Maintenance Medications

  • 2 Responses

  • Amanda says...

    Hi, I stumbled across your blog while doing some research on gastroparesis. I am 21, and I have struggled with anorexia since I was 9 years old. When I was 20 I was diagnosed with mild gastroparesis. Last April my parents left for a weekend and came back sick. I also got sick and remained sick for a month. A few weeks later suddenly i’m in constant pain and nothing, not even liquids will stay down. I am really scared about what will happen. I have been on eyrthamicin for almost 2 years, and when I got sick I was taken off and put on reglan, both of which do not work. At this point I am desperate for relief of my nausea and general pain and vomiting. I read everything on your blog, fascinated by you. You are really an inspiration and you made me feel so much better. I am sorry you have been “blessed” with gastroparesis too, but your blog reached out to me, thank you.

  • Kirby says...

    Nausea is such a difficult symptom to control. There are a few things I could recommend you research and talk to your doctor about and see if it will, in any way, help. I take IV Zofran through my portacath, but it is available in tablets as well. This has been the best nausea medication for me so far. Also, Benedryl works for nausea. I take the children’s liquid version and adjust the dosage accordingly. It also comes in IV and tablets. Because of my seizures and epilepsy, I am no longer allowed IV Benedryl due to its ability to lower seizure threshold. This medication also makes one drowsy, so I only take it at night or if the nausea is so bad, I know I won’t be going anywhere anyway. I also take a liquid form of phenergan. It comes in an IM injection (only some people are lucky enough to be allowed this form of medication; I am not for a few undisclosed reasons), liquid and tablet. I take the liquid, even though it tastes rather disgusting. It will also make one drowsy but I think this side effect is temporary as you adjust to the medication. ANY medication I take, I try to get in liquid form as it is more easily passed through my stomach, or has a higher chance of doing so and being absorbed. Not all of my medications are liquid, IM or IV, but I do what I can and thankfully have a GI who understands this principle of the workings in GP patients.

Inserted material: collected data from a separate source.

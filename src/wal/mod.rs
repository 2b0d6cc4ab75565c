pub(crate) mod active_operations;
pub(crate) mod context;
pub mod dump;
pub mod dump_api;
pub(crate) mod flushed_lsn;
pub mod listener;
pub(crate) mod master_record;
pub mod stat;
pub(crate) mod write_ahead_log;
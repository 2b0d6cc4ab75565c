use std::fs::File;
use std::fs::OpenOptions;
use std::io;
use std::os::unix::fs::FileExt;

use byteorder::BigEndian;
use byteorder::ByteOrder;
use codeq::error_context_ext::ErrorContextExt;
use log::info;
use log::warn;

use crate::LogSequenceNumber;

/// Size of one slot: `crc u32 | segment u64 | position u64`.
const SLOT_SIZE: usize = 4 + LogSequenceNumber::ENCODED_SIZE;

/// The persisted LSN of the last checkpoint, file `<storage_name>.wmr`.
///
/// The file holds two CRC-protected slots written alternately, so that a torn
/// write of one slot leaves the other one intact.
pub(crate) struct MasterRecord {
    path: String,
    f: File,
    slots: [Option<LogSequenceNumber>; 2],

    /// Slot to write next.
    next_slot: usize,
}

impl MasterRecord {
    /// Open or create the master record file and load both slots.
    ///
    /// A corrupt slot is rewritten from the other one.
    pub(crate) fn open(path: impl ToString) -> Result<Self, io::Error> {
        let path = path.to_string();

        let f = OpenOptions::new()
            .create(true)
            .truncate(false)
            .read(true)
            .write(true)
            .open(&path)
            .context(|| format!("open master record '{}'", path))?;

        let len = f.metadata()?.len() as usize;
        let mut buf = vec![0u8; len.min(SLOT_SIZE * 2)];
        f.read_exact_at(&mut buf, 0)
            .context(|| format!("read master record '{}'", path))?;

        let mut corrupt = [false; 2];
        let mut slots = [None; 2];
        for (i, slot) in slots.iter_mut().enumerate() {
            let start = i * SLOT_SIZE;
            let Some(bytes) = buf.get(start..start + SLOT_SIZE) else {
                continue;
            };
            match decode_slot(bytes) {
                Ok(lsn) => *slot = lsn,
                Err(reason) => {
                    warn!(
                        "Master record '{}' slot {} is corrupt: {}",
                        path, i, reason
                    );
                    corrupt[i] = true;
                }
            }
        }

        let next_slot = match (slots[0], slots[1]) {
            (Some(a), Some(b)) if b > a => 0,
            (Some(_), _) => 1,
            _ => 0,
        };

        let mut mr = Self {
            path,
            f,
            slots,
            next_slot,
        };

        for i in 0..2 {
            if corrupt[i] {
                let other = mr.slots[1 - i];
                mr.write_slot(i, other)?;
                info!(
                    "Master record '{}' slot {} rewritten: {:?}",
                    mr.path, i, other
                );
            }
        }
        if corrupt.iter().any(|x| *x) {
            mr.f.sync_data()?;
        }

        Ok(mr)
    }

    pub(crate) fn path(&self) -> &str {
        &self.path
    }

    /// The LSN of the last checkpoint: the greater of the valid slots.
    pub(crate) fn get(&self) -> Option<LogSequenceNumber> {
        self.slots[0].max(self.slots[1])
    }

    /// Write `lsn` into the slot not holding the current value.
    pub(crate) fn write(&mut self, lsn: LogSequenceNumber) -> Result<(), io::Error> {
        let i = self.next_slot;
        self.write_slot(i, Some(lsn))?;
        self.f
            .sync_data()
            .context(|| format!("sync master record '{}'", self.path))?;
        self.next_slot = 1 - i;
        Ok(())
    }

    /// Drop slots whose LSN is no longer in the log, as told by `exists`.
    ///
    /// The surviving slot is copied into both; if none survives the file is
    /// emptied.
    pub(crate) fn fix(
        &mut self,
        exists: impl Fn(LogSequenceNumber) -> bool,
    ) -> Result<(), io::Error> {
        let valid = self.slots.map(|s| s.filter(|lsn| exists(*lsn)));
        if valid == self.slots {
            return Ok(());
        }

        match valid[0].max(valid[1]) {
            Some(lsn) => {
                self.write_slot(0, Some(lsn))?;
                self.write_slot(1, Some(lsn))?;
                self.next_slot = 0;
            }
            None => {
                self.f.set_len(0)?;
                self.slots = [None; 2];
                self.next_slot = 0;
            }
        }

        self.f
            .sync_data()
            .context(|| format!("sync master record '{}'", self.path))?;

        info!("Master record '{}' fixed: {:?}", self.path, self.get());
        Ok(())
    }

    fn write_slot(
        &mut self,
        i: usize,
        lsn: Option<LogSequenceNumber>,
    ) -> Result<(), io::Error> {
        let bytes = match lsn {
            Some(lsn) => encode_slot(lsn),
            None => [0u8; SLOT_SIZE],
        };

        self.f
            .write_all_at(&bytes, (i * SLOT_SIZE) as u64)
            .context(|| format!("write master record '{}' slot {}", self.path, i))?;
        self.slots[i] = lsn;
        Ok(())
    }
}

fn encode_slot(lsn: LogSequenceNumber) -> [u8; SLOT_SIZE] {
    let mut buf = [0u8; SLOT_SIZE];
    let lsn_bytes = lsn.to_bytes();
    BigEndian::write_u32(&mut buf[..4], crc32fast::hash(&lsn_bytes));
    buf[4..].copy_from_slice(&lsn_bytes);
    buf
}

/// An all-zero slot is empty.
fn decode_slot(buf: &[u8]) -> Result<Option<LogSequenceNumber>, String> {
    if buf.iter().all(|b| *b == 0) {
        return Ok(None);
    }

    let stored = BigEndian::read_u32(&buf[..4]);
    let actual = crc32fast::hash(&buf[4..]);
    if stored != actual {
        return Err(format!(
            "checksum mismatch: stored {:08x}, actual {:08x}",
            stored, actual
        ));
    }

    let segment = BigEndian::read_u64(&buf[4..12]);
    let position = BigEndian::read_u64(&buf[12..20]);
    Ok(Some(LogSequenceNumber::new(segment, position)))
}

#[cfg(test)]
mod tests {
    use std::fs;
    use std::io;
    use std::os::unix::fs::FileExt;

    use super::MasterRecord;
    use super::SLOT_SIZE;
    use crate::LogSequenceNumber as Lsn;

    #[test]
    fn test_master_record_alternate_slots() -> Result<(), io::Error> {
        let dir = tempfile::tempdir()?;
        let path = dir.path().join("x.wmr").to_str().unwrap().to_string();

        {
            let mut mr = MasterRecord::open(&path)?;
            assert_eq!(mr.get(), None);

            mr.write(Lsn::new(0, 28))?;
            mr.write(Lsn::new(1, 100))?;
            assert_eq!(mr.get(), Some(Lsn::new(1, 100)));
            assert_eq!(mr.slots, [Some(Lsn::new(0, 28)), Some(Lsn::new(1, 100))]);
        }

        assert_eq!(fs::metadata(&path)?.len(), (SLOT_SIZE * 2) as u64);

        {
            let mut mr = MasterRecord::open(&path)?;
            assert_eq!(mr.get(), Some(Lsn::new(1, 100)));

            // The older slot is overwritten.
            mr.write(Lsn::new(2, 28))?;
            assert_eq!(mr.slots, [Some(Lsn::new(2, 28)), Some(Lsn::new(1, 100))]);
        }

        Ok(())
    }

    #[test]
    fn test_master_record_corrupt_slot() -> Result<(), io::Error> {
        let dir = tempfile::tempdir()?;
        let path = dir.path().join("x.wmr").to_str().unwrap().to_string();

        {
            let mut mr = MasterRecord::open(&path)?;
            mr.write(Lsn::new(0, 28))?;
            mr.write(Lsn::new(0, 500))?;
        }

        // Damage the newer slot
        {
            let f = fs::OpenOptions::new().write(true).open(&path)?;
            f.write_all_at(&[0xff], (SLOT_SIZE + 10) as u64)?;
        }

        {
            let mr = MasterRecord::open(&path)?;
            assert_eq!(mr.get(), Some(Lsn::new(0, 28)));
            assert_eq!(mr.slots, [Some(Lsn::new(0, 28)), Some(Lsn::new(0, 28))]);
        }

        Ok(())
    }

    #[test]
    fn test_master_record_fix() -> Result<(), io::Error> {
        let dir = tempfile::tempdir()?;
        let path = dir.path().join("x.wmr").to_str().unwrap().to_string();

        let mut mr = MasterRecord::open(&path)?;
        mr.write(Lsn::new(0, 28))?;
        mr.write(Lsn::new(2, 28))?;

        mr.fix(|lsn| lsn.segment() >= 1)?;
        assert_eq!(mr.slots, [Some(Lsn::new(2, 28)), Some(Lsn::new(2, 28))]);

        mr.fix(|lsn| lsn.segment() >= 3)?;
        assert_eq!(mr.get(), None);
        assert_eq!(fs::metadata(&path)?.len(), 0);

        let mr = MasterRecord::open(&path)?;
        assert_eq!(mr.get(), None);

        Ok(())
    }
}
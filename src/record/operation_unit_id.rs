use std::fmt;
use std::io;
use std::sync::atomic::AtomicU64;
use std::sync::atomic::Ordering;
use std::sync::OnceLock;
use std::time::SystemTime;
use std::time::UNIX_EPOCH;

use byteorder::BigEndian;
use byteorder::ReadBytesExt;
use byteorder::WriteBytesExt;

/// Groups all records of one atomic operation. The operation is open between
/// its start and end record.
#[derive(Debug, Clone, Copy, PartialEq, Eq, PartialOrd, Ord, Hash)]
pub struct OperationUnitId(pub u64);

impl OperationUnitId {
    /// Returns an id not returned before by this process.
    ///
    /// Ids are seeded with the wall clock at first use so that a restarted
    /// process does not reuse the ids found in the log.
    pub fn generate() -> Self {
        static SEED: OnceLock<u64> = OnceLock::new();
        static NEXT: AtomicU64 = AtomicU64::new(0);

        let seed = *SEED.get_or_init(|| {
            SystemTime::now()
                .duration_since(UNIX_EPOCH)
                .map(|d| d.as_nanos() as u64)
                .unwrap_or_default()
        });

        Self(seed.wrapping_add(NEXT.fetch_add(1, Ordering::Relaxed)))
    }
}

impl fmt::Display for OperationUnitId {
    fn fmt(&self, f: &mut fmt::Formatter<'_>) -> fmt::Result {
        write!(f, "op-{:016x}", self.0)
    }
}

impl codeq::Encode for OperationUnitId {
    fn encode<W: io::Write>(&self, mut w: W) -> Result<usize, io::Error> {
        w.write_u64::<BigEndian>(self.0)?;
        Ok(8)
    }
}

impl codeq::Decode for OperationUnitId {
    fn decode<R: io::Read>(mut r: R) -> Result<Self, io::Error> {
        Ok(Self(r.read_u64::<BigEndian>()?))
    }
}
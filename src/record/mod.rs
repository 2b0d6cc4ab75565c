pub(crate) mod codec;
pub(crate) mod operation_unit_id;
pub(crate) mod page_changes;
pub(crate) mod payloads;

use std::io;

use byteorder::BigEndian;
use byteorder::ReadBytesExt;
use byteorder::WriteBytesExt;
use codeq::config::Crc32fast;
use codeq::ChecksumReader;
use codeq::ChecksumWriter;
use codeq::Decode;
use codeq::Encode;

use self::codec::decode_bool;
use self::codec::decode_bytes;
use self::codec::decode_string;
use self::codec::encode_bool;
use self::codec::encode_bytes;
use self::codec::encode_string;
use self::codec::encode_u64;
use self::payloads::decode_dirty_pages;
use self::payloads::encode_dirty_pages;
use crate::errors::UnknownRecordType;
use crate::record::payloads::AtomicUnitEnd;
use crate::record::payloads::AtomicUnitStart;
use crate::record::payloads::CheckpointStart;
use crate::record::payloads::ClusterState;
use crate::record::payloads::DirtyPage;
use crate::record::payloads::PageUpdate;
use crate::OperationUnitId;

/// Checksum of an encoded record.
pub type Checksum = Crc32fast;

/// WALRecord represents the kinds of records the storage engine writes to the
/// write-ahead log.
///
/// The LSN of a record is assigned when it is logged and is returned alongside
/// it; it is not part of the encoded record.
#[derive(Debug, Clone, PartialEq, Eq)]
pub enum WALRecord {
    /// Byte-range diffs of a data page, for redo.
    UpdatePage(PageUpdate),

    /// Opens an atomic operation.
    AtomicUnitStart(AtomicUnitStart),

    /// Closes an atomic operation.
    AtomicUnitEnd(AtomicUnitEnd),

    FileCreated {
        operation_unit_id: OperationUnitId,
        file_id: u64,
        file_name: String,
    },

    FileDeleted {
        operation_unit_id: OperationUnitId,
        file_id: u64,
    },

    FileTruncated {
        operation_unit_id: OperationUnitId,
        file_id: u64,
    },

    /// Start of a fuzzy checkpoint; its LSN is stored in the master record.
    FuzzyCheckpointStart(CheckpointStart),

    FuzzyCheckpointEnd,

    /// Start of a full checkpoint; its LSN is stored in the master record.
    FullCheckpointStart(CheckpointStart),

    CheckpointEnd,

    /// Pages not yet stored in their data file when a checkpoint starts.
    DirtyPages(Vec<DirtyPage>),

    ClusterState(ClusterState),

    /// A page was taken from or returned to the free list of a file.
    FreePageChange {
        operation_unit_id: OperationUnitId,
        file_id: u64,
        page_index: u64,
        free: bool,
    },

    /// Opaque change description for consumers downstream of the log.
    HighLevelTransactionChange {
        operation_unit_id: OperationUnitId,
        data: Vec<u8>,
    },

    /// Marks that an operation outside of any atomic operation changed data.
    NonTxOperationPerformed,
}

impl WALRecord {
    /// Returns the numeric type identifier for this record
    /// Used during encoding and decoding.
    pub fn record_type(&self) -> u32 {
        match self {
            WALRecord::UpdatePage(_) => 0,
            WALRecord::AtomicUnitStart(_) => 1,
            WALRecord::AtomicUnitEnd(_) => 2,
            WALRecord::FileCreated { .. } => 3,
            WALRecord::FileDeleted { .. } => 4,
            WALRecord::FileTruncated { .. } => 5,
            WALRecord::FuzzyCheckpointStart(_) => 6,
            WALRecord::FuzzyCheckpointEnd => 7,
            WALRecord::FullCheckpointStart(_) => 8,
            WALRecord::CheckpointEnd => 9,
            WALRecord::DirtyPages(_) => 10,
            WALRecord::ClusterState(_) => 11,
            WALRecord::FreePageChange { .. } => 12,
            WALRecord::HighLevelTransactionChange { .. } => 13,
            WALRecord::NonTxOperationPerformed => 14,
        }
    }

    /// The atomic operation this record belongs to, if any.
    pub fn operation_unit_id(&self) -> Option<OperationUnitId> {
        match self {
            WALRecord::UpdatePage(u) => Some(u.operation_unit_id),
            WALRecord::AtomicUnitStart(s) => Some(s.operation_unit_id),
            WALRecord::AtomicUnitEnd(e) => Some(e.operation_unit_id),
            WALRecord::FileCreated {
                operation_unit_id, ..
            }
            | WALRecord::FileDeleted {
                operation_unit_id, ..
            }
            | WALRecord::FileTruncated {
                operation_unit_id, ..
            }
            | WALRecord::FreePageChange {
                operation_unit_id, ..
            }
            | WALRecord::HighLevelTransactionChange {
                operation_unit_id, ..
            } => Some(*operation_unit_id),
            WALRecord::FuzzyCheckpointStart(_)
            | WALRecord::FuzzyCheckpointEnd
            | WALRecord::FullCheckpointStart(_)
            | WALRecord::CheckpointEnd
            | WALRecord::DirtyPages(_)
            | WALRecord::ClusterState(_)
            | WALRecord::NonTxOperationPerformed => None,
        }
    }

    /// Whether the LSN of this record is stored in the master record when it
    /// is logged.
    pub fn is_update_master_record(&self) -> bool {
        matches!(
            self,
            WALRecord::FuzzyCheckpointStart(_) | WALRecord::FullCheckpointStart(_)
        )
    }

    pub fn to_bytes(&self) -> Result<Vec<u8>, io::Error> {
        let mut buf = Vec::new();
        self.encode(&mut buf)?;
        Ok(buf)
    }

    /// Decode a record that must occupy all of `buf`.
    pub fn from_bytes(mut buf: &[u8]) -> Result<Self, io::Error> {
        let rec = Self::decode(&mut buf)?;
        if !buf.is_empty() {
            return Err(io::Error::new(
                io::ErrorKind::InvalidData,
                format!("{} trailing bytes after WALRecord", buf.len()),
            ));
        }
        Ok(rec)
    }
}

/// Implements encoding for WALRecord
/// Each record is encoded as:
/// - 4 bytes: record type
/// - variable bytes: record payload
/// - 8 bytes: checksum
impl codeq::Encode for WALRecord {
    fn encode<W: io::Write>(&self, mut w: W) -> Result<usize, io::Error> {
        let mut n = 0;
        let mut cw = ChecksumWriter::<Checksum, _>::new(&mut w);

        // record type
        {
            let typ = self.record_type();
            cw.write_u32::<BigEndian>(typ)?;
            n += 4;
        }

        // record payload
        n += match self {
            WALRecord::UpdatePage(u) => u.encode(&mut cw)?,
            WALRecord::AtomicUnitStart(s) => s.encode(&mut cw)?,
            WALRecord::AtomicUnitEnd(e) => e.encode(&mut cw)?,
            WALRecord::FileCreated {
                operation_unit_id,
                file_id,
                file_name,
            } => {
                operation_unit_id.encode(&mut cw)?
                    + encode_u64(&mut cw, *file_id)?
                    + encode_string(&mut cw, file_name)?
            }
            WALRecord::FileDeleted {
                operation_unit_id,
                file_id,
            }
            | WALRecord::FileTruncated {
                operation_unit_id,
                file_id,
            } => {
                operation_unit_id.encode(&mut cw)?
                    + encode_u64(&mut cw, *file_id)?
            }
            WALRecord::FuzzyCheckpointStart(c) => c.encode(&mut cw)?,
            WALRecord::FuzzyCheckpointEnd => 0,
            WALRecord::FullCheckpointStart(c) => c.encode(&mut cw)?,
            WALRecord::CheckpointEnd => 0,
            WALRecord::DirtyPages(pages) => encode_dirty_pages(&mut cw, pages)?,
            WALRecord::ClusterState(s) => s.encode(&mut cw)?,
            WALRecord::FreePageChange {
                operation_unit_id,
                file_id,
                page_index,
                free,
            } => {
                operation_unit_id.encode(&mut cw)?
                    + encode_u64(&mut cw, *file_id)?
                    + encode_u64(&mut cw, *page_index)?
                    + encode_bool(&mut cw, *free)?
            }
            WALRecord::HighLevelTransactionChange {
                operation_unit_id,
                data,
            } => {
                operation_unit_id.encode(&mut cw)?
                    + encode_bytes(&mut cw, data)?
            }
            WALRecord::NonTxOperationPerformed => 0,
        };

        // checksum
        n += cw.write_checksum()?;

        Ok(n)
    }
}

/// Implements decoding for WALRecord
/// Reads the record type, payload, and verifies the checksum
impl codeq::Decode for WALRecord {
    fn decode<R: io::Read>(r: R) -> Result<Self, io::Error> {
        let mut cr = ChecksumReader::<Checksum, _>::new(r);

        let record_type = cr.read_u32::<BigEndian>()?;

        let rec = match record_type {
            0 => Self::UpdatePage(PageUpdate::decode(&mut cr)?),
            1 => Self::AtomicUnitStart(AtomicUnitStart::decode(&mut cr)?),
            2 => Self::AtomicUnitEnd(AtomicUnitEnd::decode(&mut cr)?),
            3 => Self::FileCreated {
                operation_unit_id: OperationUnitId::decode(&mut cr)?,
                file_id: cr.read_u64::<BigEndian>()?,
                file_name: decode_string(&mut cr)?,
            },
            4 => Self::FileDeleted {
                operation_unit_id: OperationUnitId::decode(&mut cr)?,
                file_id: cr.read_u64::<BigEndian>()?,
            },
            5 => Self::FileTruncated {
                operation_unit_id: OperationUnitId::decode(&mut cr)?,
                file_id: cr.read_u64::<BigEndian>()?,
            },
            6 => Self::FuzzyCheckpointStart(CheckpointStart::decode(&mut cr)?),
            7 => Self::FuzzyCheckpointEnd,
            8 => Self::FullCheckpointStart(CheckpointStart::decode(&mut cr)?),
            9 => Self::CheckpointEnd,
            10 => Self::DirtyPages(decode_dirty_pages(&mut cr)?),
            11 => Self::ClusterState(ClusterState::decode(&mut cr)?),
            12 => Self::FreePageChange {
                operation_unit_id: OperationUnitId::decode(&mut cr)?,
                file_id: cr.read_u64::<BigEndian>()?,
                page_index: cr.read_u64::<BigEndian>()?,
                free: decode_bool(&mut cr)?,
            },
            13 => Self::HighLevelTransactionChange {
                operation_unit_id: OperationUnitId::decode(&mut cr)?,
                data: decode_bytes(&mut cr)?,
            },
            14 => Self::NonTxOperationPerformed,

            _ => {
                return Err(UnknownRecordType::new(record_type).into());
            }
        };

        cr.verify_checksum(|| "WALRecord::decode()")?;

        Ok(rec)
    }
}
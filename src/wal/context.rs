use std::sync::atomic::AtomicU64;
use std::sync::atomic::Ordering;
use std::sync::Arc;

use log::warn;

use crate::wal::flushed_lsn::FlushedLsn;
use crate::wal::listener::CheckpointRequestListener;
use crate::wal::listener::Listeners;
use crate::wal::listener::LowDiskSpaceInfo;
use crate::wal::listener::LowDiskSpaceListener;
use crate::Config;

/// State shared by the coordinator and the background writers of all
/// segments.
pub(crate) struct WALContext {
    pub(crate) config: Arc<Config>,

    pub(crate) flushed: FlushedLsn,

    pub(crate) low_disk_space_listeners: Listeners<dyn LowDiskSpaceListener>,

    pub(crate) checkpoint_request_listeners:
        Listeners<dyn CheckpointRequestListener>,

    /// Number of appends that had to store pages synchronously because too
    /// many were cached.
    pub(crate) cache_overflow_count: AtomicU64,

    /// Last measured free space of the WAL directory, `u64::MAX` if unknown.
    pub(crate) free_space: AtomicU64,
}

impl WALContext {
    pub(crate) fn new(config: Arc<Config>) -> Self {
        Self {
            config,
            flushed: FlushedLsn::new(None),
            low_disk_space_listeners: Listeners::default(),
            checkpoint_request_listeners: Listeners::default(),
            cache_overflow_count: AtomicU64::new(0),
            free_space: AtomicU64::new(u64::MAX),
        }
    }

    /// Measure the free space of the WAL directory and notify the low disk
    /// space listeners if it is below the limit.
    pub(crate) fn check_free_space(&self) {
        let free_space = match fs2::available_space(&self.config.dir) {
            Ok(x) => x,
            Err(e) => {
                warn!(
                    "Failed to get free space of WAL dir '{}': {}",
                    self.config.dir, e
                );
                return;
            }
        };

        self.free_space.store(free_space, Ordering::Relaxed);

        let limit = self.config.free_space_limit();
        if free_space < limit {
            warn!(
                "Free space of WAL dir '{}' is {} bytes, below the limit {}",
                self.config.dir, free_space, limit
            );

            let info = LowDiskSpaceInfo { free_space, limit };
            for l in self.low_disk_space_listeners.snapshot() {
                l.on_low_disk_space(&info);
            }
        }
    }

    pub(crate) fn notify_checkpoint_request(&self) {
        for l in self.checkpoint_request_listeners.snapshot() {
            l.on_checkpoint_request();
        }
    }
}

    A side note about Reglan: I was on it briefly but unfortunately suffered major side effects. The main one being TARDIVE DYSKINESIA. I also became overly anxious and could not sit at my computer for any length of time. It also gave me restless leg at night. I was first put on Reglan before they moved me to Erythromycin (which was also unsuccessful). Erythromycin is more commonly used in GP patients to increase gastric emptying rates (which I guess has a welcomed side effect of reduced nausea). There is another medication called Propulsid, however it was removed from the US market. I believe, just as Reglan, it can be obtained through Canada with the right doctor. It has the possibility of affecting the heart so frequent EKGs would be necessary throughout treatment. From what my GI said, it is one of the more successful drugs.

    I hope this information helps you in your quest to find relief from your symptoms. I also hope you have a great GI doctor or PCP who is willing to work with you in finding that relief.